WORK INSTRUCTION: Give again, exactly as written, each line of the material below starting at the line that contains "return false;" and ending at the line that contains "Matches the label". Both ends count, and no other line does.

RECORDS FOR PROCESSING:
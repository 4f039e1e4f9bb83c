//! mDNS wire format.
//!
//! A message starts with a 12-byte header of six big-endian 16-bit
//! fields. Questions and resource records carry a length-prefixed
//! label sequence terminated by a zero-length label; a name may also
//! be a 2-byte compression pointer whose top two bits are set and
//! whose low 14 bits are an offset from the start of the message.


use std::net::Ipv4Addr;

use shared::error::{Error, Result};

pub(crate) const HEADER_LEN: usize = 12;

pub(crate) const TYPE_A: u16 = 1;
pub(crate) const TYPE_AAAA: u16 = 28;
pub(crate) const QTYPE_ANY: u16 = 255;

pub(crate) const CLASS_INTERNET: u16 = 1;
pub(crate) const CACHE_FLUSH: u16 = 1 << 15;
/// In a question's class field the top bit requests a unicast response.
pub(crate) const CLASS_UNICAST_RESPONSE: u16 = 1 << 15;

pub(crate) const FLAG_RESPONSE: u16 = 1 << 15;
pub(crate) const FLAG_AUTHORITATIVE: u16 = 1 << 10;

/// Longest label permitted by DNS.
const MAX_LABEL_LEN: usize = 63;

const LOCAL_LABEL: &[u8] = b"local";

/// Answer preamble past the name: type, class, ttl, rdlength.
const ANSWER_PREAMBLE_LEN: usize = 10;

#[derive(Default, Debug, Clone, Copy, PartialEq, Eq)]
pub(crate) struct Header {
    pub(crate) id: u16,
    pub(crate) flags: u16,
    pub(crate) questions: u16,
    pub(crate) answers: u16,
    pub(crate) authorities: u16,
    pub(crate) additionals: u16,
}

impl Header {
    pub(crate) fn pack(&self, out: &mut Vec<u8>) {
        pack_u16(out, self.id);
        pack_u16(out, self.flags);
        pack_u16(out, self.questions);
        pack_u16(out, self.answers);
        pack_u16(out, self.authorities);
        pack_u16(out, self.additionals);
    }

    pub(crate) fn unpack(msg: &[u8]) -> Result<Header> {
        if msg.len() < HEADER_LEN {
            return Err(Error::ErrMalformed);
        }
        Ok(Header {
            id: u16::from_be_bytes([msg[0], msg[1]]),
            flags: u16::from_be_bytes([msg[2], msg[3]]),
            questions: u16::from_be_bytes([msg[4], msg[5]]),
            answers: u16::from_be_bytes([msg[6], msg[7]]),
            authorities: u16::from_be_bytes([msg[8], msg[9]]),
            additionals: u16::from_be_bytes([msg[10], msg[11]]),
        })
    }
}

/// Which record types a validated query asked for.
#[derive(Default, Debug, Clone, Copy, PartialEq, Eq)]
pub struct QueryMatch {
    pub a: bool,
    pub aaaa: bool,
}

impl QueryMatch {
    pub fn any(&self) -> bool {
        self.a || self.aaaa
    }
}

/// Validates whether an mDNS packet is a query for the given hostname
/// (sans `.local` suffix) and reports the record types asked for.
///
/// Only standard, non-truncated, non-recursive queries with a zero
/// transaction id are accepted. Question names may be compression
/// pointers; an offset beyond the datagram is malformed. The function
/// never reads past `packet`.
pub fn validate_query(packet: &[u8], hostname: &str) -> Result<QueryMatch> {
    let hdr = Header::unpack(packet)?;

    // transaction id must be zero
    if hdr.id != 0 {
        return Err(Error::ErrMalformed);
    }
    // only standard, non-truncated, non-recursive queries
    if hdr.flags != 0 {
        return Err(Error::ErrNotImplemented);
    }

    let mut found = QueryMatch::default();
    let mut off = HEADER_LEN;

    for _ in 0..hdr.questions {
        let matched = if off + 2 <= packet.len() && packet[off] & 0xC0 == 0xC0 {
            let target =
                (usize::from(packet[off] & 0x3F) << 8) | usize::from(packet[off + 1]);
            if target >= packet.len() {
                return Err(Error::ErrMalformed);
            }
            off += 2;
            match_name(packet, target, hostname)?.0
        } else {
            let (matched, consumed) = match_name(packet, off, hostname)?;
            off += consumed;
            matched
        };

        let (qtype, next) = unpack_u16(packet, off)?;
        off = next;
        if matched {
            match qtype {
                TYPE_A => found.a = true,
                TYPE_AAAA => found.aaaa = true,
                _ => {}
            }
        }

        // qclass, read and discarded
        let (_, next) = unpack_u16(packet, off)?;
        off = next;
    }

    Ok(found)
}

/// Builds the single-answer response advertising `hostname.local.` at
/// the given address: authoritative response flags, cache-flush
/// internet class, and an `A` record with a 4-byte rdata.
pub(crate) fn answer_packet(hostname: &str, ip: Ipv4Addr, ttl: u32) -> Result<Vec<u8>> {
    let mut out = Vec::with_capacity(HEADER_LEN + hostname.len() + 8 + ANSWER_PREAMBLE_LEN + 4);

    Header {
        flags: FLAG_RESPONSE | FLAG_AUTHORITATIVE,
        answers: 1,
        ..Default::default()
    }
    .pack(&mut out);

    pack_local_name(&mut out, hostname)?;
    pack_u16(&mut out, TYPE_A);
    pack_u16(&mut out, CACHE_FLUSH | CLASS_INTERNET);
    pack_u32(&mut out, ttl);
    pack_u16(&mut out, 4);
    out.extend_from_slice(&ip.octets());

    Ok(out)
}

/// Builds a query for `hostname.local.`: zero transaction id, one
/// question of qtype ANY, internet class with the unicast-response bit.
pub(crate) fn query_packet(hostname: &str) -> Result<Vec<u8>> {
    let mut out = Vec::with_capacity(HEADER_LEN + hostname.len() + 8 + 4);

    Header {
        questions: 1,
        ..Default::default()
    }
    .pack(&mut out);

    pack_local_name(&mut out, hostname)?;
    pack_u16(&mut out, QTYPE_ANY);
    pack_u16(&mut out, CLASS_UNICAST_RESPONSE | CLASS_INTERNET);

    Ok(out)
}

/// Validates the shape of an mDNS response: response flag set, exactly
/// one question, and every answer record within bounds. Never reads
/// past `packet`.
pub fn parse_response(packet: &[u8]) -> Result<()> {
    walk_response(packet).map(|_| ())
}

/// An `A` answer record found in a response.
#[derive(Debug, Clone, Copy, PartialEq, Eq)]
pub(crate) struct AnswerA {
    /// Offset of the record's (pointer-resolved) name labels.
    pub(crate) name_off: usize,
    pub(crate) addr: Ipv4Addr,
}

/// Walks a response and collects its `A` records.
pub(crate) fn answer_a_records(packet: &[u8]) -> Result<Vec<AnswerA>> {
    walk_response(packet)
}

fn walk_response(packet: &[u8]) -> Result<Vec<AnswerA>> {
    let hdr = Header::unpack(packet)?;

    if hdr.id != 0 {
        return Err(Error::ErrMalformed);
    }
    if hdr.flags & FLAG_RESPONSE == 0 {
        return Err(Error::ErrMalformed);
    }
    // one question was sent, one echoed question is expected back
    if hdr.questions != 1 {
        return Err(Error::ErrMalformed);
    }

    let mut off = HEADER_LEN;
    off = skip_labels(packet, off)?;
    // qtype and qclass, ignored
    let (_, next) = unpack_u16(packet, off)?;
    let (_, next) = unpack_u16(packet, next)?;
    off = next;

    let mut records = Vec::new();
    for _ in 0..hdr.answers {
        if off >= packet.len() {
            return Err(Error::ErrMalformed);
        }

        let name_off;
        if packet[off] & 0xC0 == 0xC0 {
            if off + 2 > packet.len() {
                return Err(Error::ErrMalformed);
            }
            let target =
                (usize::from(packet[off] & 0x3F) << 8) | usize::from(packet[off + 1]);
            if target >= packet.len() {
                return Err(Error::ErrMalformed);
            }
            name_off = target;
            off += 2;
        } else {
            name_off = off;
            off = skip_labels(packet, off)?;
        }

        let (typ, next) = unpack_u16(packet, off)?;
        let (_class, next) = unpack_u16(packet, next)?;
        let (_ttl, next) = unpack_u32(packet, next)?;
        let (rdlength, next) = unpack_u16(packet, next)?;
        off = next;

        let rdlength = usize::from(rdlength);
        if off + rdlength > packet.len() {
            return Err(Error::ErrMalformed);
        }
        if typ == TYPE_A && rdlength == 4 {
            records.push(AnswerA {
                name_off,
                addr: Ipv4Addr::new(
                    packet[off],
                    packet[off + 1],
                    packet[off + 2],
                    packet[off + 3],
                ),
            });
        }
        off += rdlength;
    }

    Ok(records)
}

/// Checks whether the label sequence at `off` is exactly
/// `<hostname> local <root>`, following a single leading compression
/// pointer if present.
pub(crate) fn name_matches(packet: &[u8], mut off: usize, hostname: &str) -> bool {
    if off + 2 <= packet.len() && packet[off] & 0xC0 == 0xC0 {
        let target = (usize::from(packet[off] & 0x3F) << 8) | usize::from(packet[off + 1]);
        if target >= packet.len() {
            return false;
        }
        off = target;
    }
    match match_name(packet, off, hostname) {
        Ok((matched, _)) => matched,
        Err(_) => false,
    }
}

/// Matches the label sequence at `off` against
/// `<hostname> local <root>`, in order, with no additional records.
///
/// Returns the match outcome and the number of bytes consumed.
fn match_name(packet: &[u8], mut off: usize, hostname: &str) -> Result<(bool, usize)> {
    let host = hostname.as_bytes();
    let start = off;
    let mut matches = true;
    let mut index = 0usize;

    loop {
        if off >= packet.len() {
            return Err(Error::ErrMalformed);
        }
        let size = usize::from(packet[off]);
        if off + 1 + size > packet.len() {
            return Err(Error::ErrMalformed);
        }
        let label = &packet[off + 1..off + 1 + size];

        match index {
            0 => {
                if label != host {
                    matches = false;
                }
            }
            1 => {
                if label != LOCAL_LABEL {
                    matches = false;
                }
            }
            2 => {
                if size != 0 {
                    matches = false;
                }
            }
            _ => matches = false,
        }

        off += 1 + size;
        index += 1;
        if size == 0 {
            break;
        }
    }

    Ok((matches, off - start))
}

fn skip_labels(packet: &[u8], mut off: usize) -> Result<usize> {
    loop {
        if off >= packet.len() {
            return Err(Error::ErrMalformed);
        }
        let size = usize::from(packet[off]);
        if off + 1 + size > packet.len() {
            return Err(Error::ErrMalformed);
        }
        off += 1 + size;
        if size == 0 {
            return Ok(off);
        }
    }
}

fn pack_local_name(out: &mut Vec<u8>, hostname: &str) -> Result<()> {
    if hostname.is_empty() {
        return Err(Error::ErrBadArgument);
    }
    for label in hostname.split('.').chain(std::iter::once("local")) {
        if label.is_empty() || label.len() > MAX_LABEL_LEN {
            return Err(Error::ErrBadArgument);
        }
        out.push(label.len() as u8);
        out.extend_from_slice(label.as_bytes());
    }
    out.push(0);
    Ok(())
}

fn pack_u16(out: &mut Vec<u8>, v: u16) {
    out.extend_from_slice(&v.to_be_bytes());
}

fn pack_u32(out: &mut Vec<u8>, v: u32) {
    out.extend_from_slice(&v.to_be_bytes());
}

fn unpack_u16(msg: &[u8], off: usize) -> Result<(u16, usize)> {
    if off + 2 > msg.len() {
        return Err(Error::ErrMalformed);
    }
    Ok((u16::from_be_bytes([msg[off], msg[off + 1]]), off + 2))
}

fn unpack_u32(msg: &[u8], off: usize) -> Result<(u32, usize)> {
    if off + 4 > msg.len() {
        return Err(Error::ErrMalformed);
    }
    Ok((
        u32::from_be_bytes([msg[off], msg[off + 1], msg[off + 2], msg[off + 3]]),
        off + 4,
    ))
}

ANSWER FOR THIS EXERCISE:
            return false;
        }
        off = target;
    }
    match match_name(packet, off, hostname) {
        Ok((matched, _)) => matched,
        Err(_) => false,
    }
}

/// Matches the label sequence at `off` against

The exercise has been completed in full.